La mission de Marnay 7

La mission de Paul Marnay (7)

 

   Ce disant, le tentateur tendit au fidèle paroissien le coffret de cigarillos d’une qualité plutôt prolétarienne ; néanmoins, l’origine de ce tabac ne pouvait être cubaine, sauf à se compromettre avec le plus sacrilège des ennemis. L’abbé passa son briquet au visiteur lequel, en possession du fin tube de poison rougeoyant, repassa la boîte et l’instrument d’allumage à leur propriétaire. Deux nuages de fumée s’élevèrent bientôt de part et d’autre de la table de travail, sans que ni l’abbé,  ni l’assureur ne crût voir apparaître une auréole de sainteté sur la tête de l’interlocuteur.  

    La voix de l’abbé Heurtebise affectait le professionnalisme, c’est-à-dire qu’elle possédait l’onctuosité propre aux ecclésiastiques, plus particulièrement à ceux de l’église catholique, avec juste ce qu’il faut de ton cérémonieux pour marquer la distance entre le clerc et le laïque. Modèle de clarté, son élocution ne négligeait aucune liaison.

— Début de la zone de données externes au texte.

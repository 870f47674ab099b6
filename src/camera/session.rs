use crate::camera::decode::{to_grayscale, GrayscaleError};
use crate::camera::discovery::{CameraDevice, CameraEnvironment, DeviceLocator};
use crate::camera::ffmpeg::FfmpegSource;
use crate::camera::gstreamer;
use crate::camera::source::{CaptureTuning, FrameSource};
use crate::camera::v4l2::V4lSource;
use crate::common::{CaptureConfig, DeviceBackend, FaceAuthError, RecordingPlugin, Result};
use image::DynamicImage;
use std::path::Path;

#[derive(Debug, Clone, Copy, PartialEq, Eq)]
pub enum SessionState {
    Unopened,
    Opening,
    Ready,
    Closed,
}

/// One decoded frame and its grayscale derivative.
///
/// When grayscale conversion is not possible (single-channel input) `gray`
/// holds a copy of `color`.
pub struct FrameSample {
    pub color: DynamicImage,
    pub gray: DynamicImage,
}

/// Exclusive owner of one open camera.
///
/// The device is released by `release()` or on drop, whichever comes first.
pub struct CaptureSession {
    config: CaptureConfig,
    source: Option<Box<dyn FrameSource>>,
    backend_name: &'static str,
    state: SessionState,
    frames_read: usize,
}

impl CaptureSession {
    pub fn open(config: CaptureConfig) -> Result<Self> {
        Self::open_with_locator(config, &DeviceLocator::host())
    }

    /// Like `open`, with the locator used for missing-device diagnostics.
    pub fn open_with_locator(config: CaptureConfig, locator: &DeviceLocator) -> Result<Self> {
        if !config.device_path.exists() {
            if config.warn_no_device {
                report_missing_device(&config.device_path, locator);
            }
            return Err(FaceAuthError::DeviceNotFound(config.device_path.clone()));
        }

        let mut session = Self::unopened(config);
        session.connect()?;
        Ok(session)
    }

    /// Session over an already constructed source.
    pub fn from_source(config: CaptureConfig, source: Box<dyn FrameSource>) -> Result<Self> {
        let mut session = Self::unopened(config);
        session.state = SessionState::Opening;
        session.attach(source);
        Ok(session)
    }

    fn unopened(config: CaptureConfig) -> Self {
        Self {
            config,
            source: None,
            backend_name: "none",
            state: SessionState::Unopened,
            frames_read: 0,
        }
    }

    /// Resolves and attaches the configured backend. A failed open leaves the
    /// session `Closed`.
    fn connect(&mut self) -> Result<()> {
        self.state = SessionState::Opening;
        match resolve_source(&self.config) {
            Ok(source) => {
                self.attach(source);
                Ok(())
            }
            Err(e) => {
                self.state = SessionState::Closed;
                Err(e)
            }
        }
    }

    fn attach(&mut self, mut source: Box<dyn FrameSource>) {
        // The first frame only wakes the device up
        if let Err(e) = source.grab() {
            let device = self.config.device_path.display();
            tracing::debug!("Wake-up grab on {} failed: {:#}", device, e);
        }

        self.backend_name = source.name();
        self.source = Some(source);
        self.state = SessionState::Ready;
        tracing::debug!(
            "Capture session ready on {} ({})",
            self.config.device_path.display(),
            self.backend_name
        );
    }

    pub fn state(&self) -> SessionState {
        self.state
    }

    pub fn backend_name(&self) -> &'static str {
        self.backend_name
    }

    pub fn frames_read(&self) -> usize {
        self.frames_read
    }

    pub fn config(&self) -> &CaptureConfig {
        &self.config
    }

    /// Blocking read of one frame. Read failures are not retried.
    pub fn read_frame(&mut self) -> Result<FrameSample> {
        let source = self.source.as_mut().ok_or_else(|| FaceAuthError::FrameRead {
            device: self.config.device_path.clone(),
            backend: self.config.backend.as_str().to_string(),
            reason: "capture session is not open".to_string(),
        })?;

        let raw = source.read().map_err(|e| FaceAuthError::FrameRead {
            device: self.config.device_path.clone(),
            backend: self.config.backend.as_str().to_string(),
            reason: format!("{:#}", e),
        })?;
        self.frames_read += 1;

        let color = raw.decode()?;
        let gray = match to_grayscale(&color) {
            Ok(gray) => DynamicImage::ImageLuma8(gray),
            Err(GrayscaleError::SingleChannel) => color.clone(),
            Err(GrayscaleError::Unsupported(color_type)) => {
                return Err(FaceAuthError::FrameDecode(format!(
                    "cannot convert {:?} frame to grayscale",
                    color_type
                )));
            }
        };

        Ok(FrameSample { color, gray })
    }

    /// Releases the device. Safe to call any number of times.
    pub fn release(&mut self) {
        if let Some(source) = self.source.take() {
            tracing::debug!("Releasing camera {}", self.config.device_path.display());
            drop(source);
        }
        self.state = SessionState::Closed;
    }
}

impl Drop for CaptureSession {
    fn drop(&mut self) {
        self.release();
    }
}

fn resolve_source(config: &CaptureConfig) -> Result<Box<dyn FrameSource>> {
    let tuning = CaptureTuning::from(config);
    let path = config.device_path.as_path();

    let opened = match config.plugin {
        RecordingPlugin::Ffmpeg => FfmpegSource::open(path, &tuning)
            .map(|source| Box::new(source) as Box<dyn FrameSource>)
            .map_err(|e| vec![format!("ffmpeg: {:#}", e)]),
        RecordingPlugin::Direct => V4lSource::open(path, &tuning)
            .map(|source| Box::new(source) as Box<dyn FrameSource>)
            .map_err(|e| vec![format!("v4l2: {:#}", e)]),
        RecordingPlugin::Native => open_native(path, config.backend, &tuning),
    };

    opened.map_err(|attempts| FaceAuthError::BackendOpenFailed {
        device: config.device_path.clone(),
        attempts: attempts.join("; "),
    })
}

/// Opens the configured backend; a failed `v4l2` open gets one GStreamer retry.
fn open_native(
    path: &Path,
    backend: DeviceBackend,
    tuning: &CaptureTuning,
) -> std::result::Result<Box<dyn FrameSource>, Vec<String>> {
    match open_backend(path, backend, tuning) {
        Ok(source) => Ok(source),
        Err(e) if backend == DeviceBackend::V4l2 => {
            tracing::warn!(
                "V4L2 could not open {}: {:#}. Retrying with GStreamer.",
                path.display(),
                e
            );
            gstreamer::open(path, tuning).map_err(|fallback| {
                vec![format!("v4l2: {:#}", e), format!("gstreamer: {:#}", fallback)]
            })
        }
        Err(e) => Err(vec![format!("{}: {:#}", backend.as_str(), e)]),
    }
}

/// Opens one backend with no fallback.
pub(crate) fn open_backend(
    path: &Path,
    backend: DeviceBackend,
    tuning: &CaptureTuning,
) -> anyhow::Result<Box<dyn FrameSource>> {
    match backend {
        DeviceBackend::V4l2 | DeviceBackend::Any => Ok(Box::new(V4lSource::open(path, tuning)?)),
        DeviceBackend::Gstreamer => gstreamer::open(path, tuning),
    }
}

fn report_missing_device(path: &Path, locator: &DeviceLocator) {
    let environment = locator.detect_environment();
    let available = locator.discover_devices();
    for line in missing_device_report(path, &environment, &available) {
        println!("{}", line);
    }
}

fn missing_device_report(
    path: &Path,
    environment: &CameraEnvironment,
    available: &[CameraDevice],
) -> Vec<String> {
    let mut lines = vec![format!("Could not find a camera device at: {}", path.display())];

    if available.is_empty() {
        lines.push("No camera devices were detected on this system.".to_string());
    } else {
        lines.push("Available camera devices on this system:".to_string());
        for device in available {
            lines.push(format!("  {}  ({})", device.path.display(), device.display_name));
        }
    }
    if environment.pipewire_running {
        let hint = if environment.alternate_backend_available {
            "Try setting device_backend = gstreamer in the config."
        } else {
            "Rebuild faceprint with the gstreamer feature to capture through GStreamer."
        };
        lines.push(format!("Note: PipeWire is running. {}", hint));
    }
    lines.push("Please edit the 'device_path' config value.".to_string());
    lines
}

#[cfg(test)]
mod tests {
    use super::*;
    use crate::camera::decode::{PixelFormat, RawFrame};
    use crate::camera::discovery::DiscoverySource;
    use std::cell::Cell;
    use std::rc::Rc;

    struct CountingSource {
        reads: Rc<Cell<usize>>,
        fail_after: usize,
    }

    impl FrameSource for CountingSource {
        fn name(&self) -> &'static str {
            "counting"
        }

        fn read(&mut self) -> anyhow::Result<RawFrame> {
            let n = self.reads.get();
            self.reads.set(n + 1);
            if n >= self.fail_after {
                anyhow::bail!("device disconnected");
            }
            Ok(RawFrame::new(PixelFormat::Grey, 4, 4, vec![90; 16]))
        }
    }

    fn session(fail_after: usize) -> (CaptureSession, Rc<Cell<usize>>) {
        let reads = Rc::new(Cell::new(0));
        let source = CountingSource { reads: reads.clone(), fail_after };
        let config = CaptureConfig::for_device("/dev/video0");
        let session = CaptureSession::from_source(config, Box::new(source)).unwrap();
        (session, reads)
    }

    #[test]
    fn opening_grabs_one_wake_up_frame() {
        let (session, reads) = session(usize::MAX);
        assert_eq!(reads.get(), 1);
        assert_eq!(session.frames_read(), 0);
        assert_eq!(session.state(), SessionState::Ready);
        assert_eq!(session.backend_name(), "counting");
    }

    #[test]
    fn single_channel_frame_doubles_as_grayscale() {
        let (mut session, _) = session(usize::MAX);
        let sample = session.read_frame().unwrap();
        assert_eq!(sample.color, sample.gray);
        assert_eq!(session.frames_read(), 1);
    }

    #[test]
    fn read_failure_names_device_and_backend() {
        let (mut session, _) = session(1);
        let err = session.read_frame().err().unwrap();
        assert_eq!(err.exit_code(), 14);
        let message = err.to_string();
        assert!(message.contains("/dev/video0"));
        assert!(message.contains("v4l2"));
    }

    #[test]
    fn release_is_idempotent() {
        let (mut session, _) = session(usize::MAX);
        session.release();
        session.release();
        assert_eq!(session.state(), SessionState::Closed);
        assert!(session.read_frame().is_err());
    }

    #[test]
    fn missing_device_is_reported_without_opening() {
        let dir = tempfile::tempdir().unwrap();
        let mut config = CaptureConfig::for_device(dir.path().join("video9"));
        config.warn_no_device = false;
        let host = crate::camera::discovery::HostProbe::default();
        let locator = DeviceLocator::new(dir.path(), Box::new(host));

        let err = CaptureSession::open_with_locator(config, &locator).err().unwrap();
        assert!(matches!(err, FaceAuthError::DeviceNotFound(_)));
        assert_eq!(err.exit_code(), 14);
    }

    #[cfg(not(feature = "gstreamer"))]
    fn non_device_file() -> (tempfile::TempDir, CaptureConfig) {
        let dir = tempfile::tempdir().unwrap();
        let path = dir.path().join("video0");
        std::fs::write(&path, b"").unwrap();
        let mut config = CaptureConfig::for_device(path);
        config.warn_no_device = false;
        (dir, config)
    }

    #[cfg(not(feature = "gstreamer"))]
    #[test]
    fn failed_v4l2_open_retries_gstreamer_exactly_once() {
        let (_dir, config) = non_device_file();
        let mut session = CaptureSession::unopened(config.clone());

        let err = session.connect().unwrap_err();
        assert_eq!(session.state(), SessionState::Closed);
        assert_eq!(err.exit_code(), 14);
        match err {
            FaceAuthError::BackendOpenFailed { attempts, .. } => {
                let hops: Vec<&str> = attempts.split("; ").collect();
                assert_eq!(hops.len(), 2, "{}", attempts);
                assert!(hops[0].starts_with("v4l2: "), "{}", attempts);
                assert!(hops[1].starts_with("gstreamer: "), "{}", attempts);
            }
            other => panic!("unexpected error: {}", other),
        }

        assert!(matches!(
            CaptureSession::open(config).err().unwrap(),
            FaceAuthError::BackendOpenFailed { .. }
        ));
    }

    #[cfg(not(feature = "gstreamer"))]
    #[test]
    fn other_backends_are_tried_once_without_fallback() {
        let single = [(DeviceBackend::Any, "any: "), (DeviceBackend::Gstreamer, "gstreamer: ")];
        for (backend, name) in single {
            let (_dir, mut config) = non_device_file();
            config.backend = backend;
            let mut session = CaptureSession::unopened(config);

            match session.connect().unwrap_err() {
                FaceAuthError::BackendOpenFailed { attempts, .. } => {
                    assert!(attempts.starts_with(name), "{}", attempts);
                    assert!(!attempts.contains("; "), "{}", attempts);
                }
                other => panic!("unexpected error: {}", other),
            }
            assert_eq!(session.state(), SessionState::Closed);
        }
    }

    fn pipewire_host(alternate_backend_available: bool) -> CameraEnvironment {
        CameraEnvironment {
            pipewire_running: true,
            alternate_backend_available,
            ..CameraEnvironment::default()
        }
    }

    #[test]
    fn gstreamer_hint_needs_a_usable_gstreamer_backend() {
        let path = Path::new("/dev/video9");
        let devices = vec![CameraDevice {
            path: "/dev/video0".into(),
            display_name: "Integrated Camera".to_string(),
            source: DiscoverySource::ByPath,
        }];

        let with_gstreamer = missing_device_report(path, &pipewire_host(true), &devices).join("\n");
        assert!(with_gstreamer.contains("device_backend = gstreamer"), "{}", with_gstreamer);
        assert!(with_gstreamer.contains("/dev/video0  (Integrated Camera)"));

        let without = missing_device_report(path, &pipewire_host(false), &[]).join("\n");
        assert!(!without.contains("device_backend = gstreamer"), "{}", without);
        assert!(without.contains("gstreamer feature"), "{}", without);
        assert!(without.contains("No camera devices were detected"));

        let quiet = missing_device_report(path, &CameraEnvironment::default(), &[]).join("\n");
        assert!(!quiet.contains("PipeWire"));
    }
}
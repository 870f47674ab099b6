use std::path::PathBuf;
use std::fs;
use crate::common::error::Result;

pub enum RunMode {
    Development(PathBuf),  // Base directory for dev mode
    System,                // Use system paths
}

pub struct Paths {
    mode: RunMode,
}

impl Paths {
    pub fn new(dev: bool) -> Result<Self> {
        if dev {
            let base_dir = PathBuf::from("./dev_data");

            fs::create_dir_all(base_dir.join("models"))?;
            fs::create_dir_all(base_dir.join("recognition"))?;

            println!("📁 Development mode - using local directory: {}", base_dir.display());

            Ok(Self {
                mode: RunMode::Development(base_dir),
            })
        } else {
            Ok(Self { mode: RunMode::System })
        }
    }

    pub fn config_file(&self) -> PathBuf {
        match &self.mode {
            RunMode::Development(base) => base.join("config.toml"),
            RunMode::System => {
                // A per-user config wins over the system one
                if let Some(config_dir) = dirs::config_dir() {
                    let user_config = config_dir.join("faceprint/config.toml");
                    if user_config.exists() {
                        return user_config;
                    }
                }
                PathBuf::from("/etc/faceprint/config.toml")
            }
        }
    }

    /// Where the per-user model stores live.
    pub fn user_models_dir(&self) -> PathBuf {
        match &self.mode {
            RunMode::Development(base) => base.join("models"),
            RunMode::System => PathBuf::from("/var/lib/faceprint/models"),
        }
    }

    /// Where the recognition model files (ONNX) are installed.
    pub fn recognition_models_dir(&self) -> PathBuf {
        match &self.mode {
            RunMode::Development(base) => base.join("recognition"),
            RunMode::System => PathBuf::from("/usr/share/faceprint/models"),
        }
    }
}
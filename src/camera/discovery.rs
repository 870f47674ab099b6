//! Camera discovery and environment probing.
//!
//! Everything here is best-effort: a failed directory listing, a missing
//! system tool or a timeout degrades to an empty or default value.

use crate::camera::gstreamer;
use crate::camera::session::open_backend;
use crate::camera::source::CaptureTuning;
use crate::common::DeviceBackend;
use std::collections::HashSet;
use std::fs;
use std::io::Read;
use std::path::{Path, PathBuf};
use std::process::{Command, Output, Stdio};
use std::thread;
use std::time::{Duration, Instant};

const TOOL_TIMEOUT: Duration = Duration::from_secs(5);

/// Where a device entry was found, in priority order.
#[derive(Debug, Clone, Copy, PartialEq, Eq, PartialOrd, Ord)]
pub enum DiscoverySource {
    ByPath,
    ById,
    GlobFallback,
}

impl DiscoverySource {
    pub fn as_str(&self) -> &'static str {
        match self {
            DiscoverySource::ByPath => "by-path",
            DiscoverySource::ById => "by-id",
            DiscoverySource::GlobFallback => "video-glob",
        }
    }
}

#[derive(Debug, Clone, PartialEq, Eq)]
pub struct CameraDevice {
    pub path: PathBuf,
    pub display_name: String,
    pub source: DiscoverySource,
}

#[derive(Debug, Clone, Default, PartialEq, Eq)]
pub struct CameraEnvironment {
    pub v4l2_available: bool,
    pub pipewire_running: bool,
    pub alternate_backend_available: bool,
    pub devices_by_path: Vec<String>,
    pub devices_by_id: Vec<String>,
}

/// Result of opening a device and reading one frame from it.
#[derive(Debug, Clone, PartialEq, Eq)]
pub struct DeviceProbe {
    pub success: bool,
    pub is_gray: bool,
    pub error: Option<String>,
}

impl DeviceProbe {
    fn failed(error: impl Into<String>) -> Self {
        Self { success: false, is_gray: false, error: Some(error.into()) }
    }
}

/// Host queries that shell out to system tools.
pub trait SystemProbe {
    /// Human-readable product name of a device node, if known.
    fn device_name(&self, path: &Path) -> Option<String>;

    /// Whether a process with exactly this name is running.
    fn service_running(&self, name: &str) -> bool;
}

/// `udevadm` and `pgrep` on the real host, each bounded by a timeout.
pub struct HostProbe {
    timeout: Duration,
}

impl Default for HostProbe {
    fn default() -> Self {
        Self { timeout: TOOL_TIMEOUT }
    }
}

impl SystemProbe for HostProbe {
    fn device_name(&self, path: &Path) -> Option<String> {
        let mut command = Command::new("udevadm");
        command.args(["info", "-r", "--query=all", "-n"]).arg(path);
        let output = run_with_timeout(command, self.timeout)?;
        if !output.status.success() {
            return None;
        }
        parse_product_name(&String::from_utf8_lossy(&output.stdout))
    }

    fn service_running(&self, name: &str) -> bool {
        let mut command = Command::new("pgrep");
        command.args(["-x", name]);
        run_with_timeout(command, self.timeout)
            .map(|output| output.status.success())
            .unwrap_or(false)
    }
}

/// Runs a command, killing it if it outlives `timeout`. Stdout is drained on
/// a reader thread while the child runs.
fn run_with_timeout(mut command: Command, timeout: Duration) -> Option<Output> {
    let mut child = command
        .stdin(Stdio::null())
        .stdout(Stdio::piped())
        .stderr(Stdio::null())
        .spawn()
        .ok()?;

    let mut stdout = child.stdout.take()?;
    let reader = thread::spawn(move || {
        let mut buffer = Vec::new();
        stdout.read_to_end(&mut buffer).map(|_| buffer)
    });

    let deadline = Instant::now() + timeout;
    let status = loop {
        match child.try_wait() {
            Ok(Some(status)) => break Some(status),
            Ok(None) if Instant::now() < deadline => thread::sleep(Duration::from_millis(20)),
            _ => {
                let _ = child.kill();
                let _ = child.wait();
                break None;
            }
        }
    };

    // The pipe closes once the child is gone, so the reader always finishes
    let stdout = reader.join().ok()?.ok()?;
    Some(Output { status: status?, stdout, stderr: Vec::new() })
}

/// First `...product...=<name>` line of `udevadm info` output.
pub fn parse_product_name(udevadm: &str) -> Option<String> {
    udevadm.lines().find_map(|line| {
        let product_at = line.to_ascii_lowercase().find("product")?;
        let eq_at = line.rfind('=')?;
        (eq_at > product_at).then(|| line[eq_at + 1..].to_string())
    })
}

pub struct DeviceLocator {
    dev_root: PathBuf,
    probe: Box<dyn SystemProbe>,
}

impl DeviceLocator {
    /// Locator over the real `/dev` tree.
    pub fn host() -> Self {
        Self::new("/dev", Box::new(HostProbe::default()))
    }

    pub fn new(dev_root: impl Into<PathBuf>, probe: Box<dyn SystemProbe>) -> Self {
        Self { dev_root: dev_root.into(), probe }
    }

    pub fn detect_environment(&self) -> CameraEnvironment {
        let devices_by_path = sorted_entries(&self.dev_root.join("v4l/by-path"));
        let devices_by_id = sorted_entries(&self.dev_root.join("v4l/by-id"));

        CameraEnvironment {
            v4l2_available: !devices_by_path.is_empty() || !devices_by_id.is_empty(),
            pipewire_running: self.probe.service_running("pipewire"),
            alternate_backend_available: gstreamer::is_available(),
            devices_by_path,
            devices_by_id,
        }
    }

    /// Devices from by-path, then by-id, then `video*` nodes, one per real path.
    pub fn discover_devices(&self) -> Vec<CameraDevice> {
        let mut devices = Vec::new();
        let mut seen: HashSet<PathBuf> = HashSet::new();

        for (dir, source) in [
            (self.dev_root.join("v4l/by-path"), DiscoverySource::ByPath),
            (self.dev_root.join("v4l/by-id"), DiscoverySource::ById),
        ] {
            for entry in sorted_entries(&dir) {
                let real_path = real_path(&dir.join(&entry));
                if !seen.insert(real_path.clone()) {
                    continue;
                }
                devices.push(CameraDevice {
                    display_name: self.display_name(&real_path),
                    path: real_path,
                    source,
                });
            }
        }

        for entry in sorted_entries(&self.dev_root) {
            if !entry.starts_with("video") {
                continue;
            }
            let dev_path = self.dev_root.join(&entry);
            if !seen.insert(real_path(&dev_path)) {
                continue;
            }
            devices.push(CameraDevice {
                display_name: self.display_name(&dev_path),
                path: dev_path,
                source: DiscoverySource::GlobFallback,
            });
        }

        devices
    }

    fn display_name(&self, path: &Path) -> String {
        self.probe.device_name(path).unwrap_or_else(|| {
            path.file_name()
                .map(|name| name.to_string_lossy().into_owned())
                .unwrap_or_else(|| path.display().to_string())
        })
    }
}

fn sorted_entries(dir: &Path) -> Vec<String> {
    let mut entries: Vec<String> = fs::read_dir(dir)
        .map(|read_dir| {
            read_dir
                .filter_map(|entry| entry.ok())
                .map(|entry| entry.file_name().to_string_lossy().into_owned())
                .collect()
        })
        .unwrap_or_default();
    entries.sort();
    entries
}

fn real_path(path: &Path) -> PathBuf {
    fs::canonicalize(path).unwrap_or_else(|_| path.to_path_buf())
}

/// Opens `path`, reads exactly one frame and releases the device again.
pub fn test_device_open(path: &Path, backend: Option<DeviceBackend>) -> DeviceProbe {
    let backend = backend.unwrap_or_default();
    let mut source = match open_backend(path, backend, &CaptureTuning::default()) {
        Ok(source) => source,
        Err(e) => {
            tracing::debug!(
                "Test open of {} with {} failed: {:#}",
                path.display(),
                backend.as_str(),
                e
            );
            return DeviceProbe::failed("Camera could not be opened");
        }
    };

    let frame = source.read();
    drop(source);

    match frame.map_err(|e| e.to_string()).and_then(|raw| raw.decode().map_err(|e| e.to_string())) {
        Ok(image) => DeviceProbe {
            success: true,
            is_gray: crate::camera::decode::is_gray_frame(&image),
            error: None,
        },
        Err(e) => {
            tracing::debug!("Test read of {} failed: {}", path.display(), e);
            DeviceProbe::failed("Failed to read a frame")
        }
    }
}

Sa grammaire et son vocabulaire  étaient irréprochables, l’une comme  la rectitude de sa cravate, l’autre comme la blancheur de la chemise.  Au total, son discours communiquait la nostalgie du beau langage, clair et précis, toutes qualités jugées désuètes au nom de la sacrosainte Paresse.

 

       Extrait de Entre muraille et canal

09:43 Publié dans Romans | Lien permanent | Commentaires (0)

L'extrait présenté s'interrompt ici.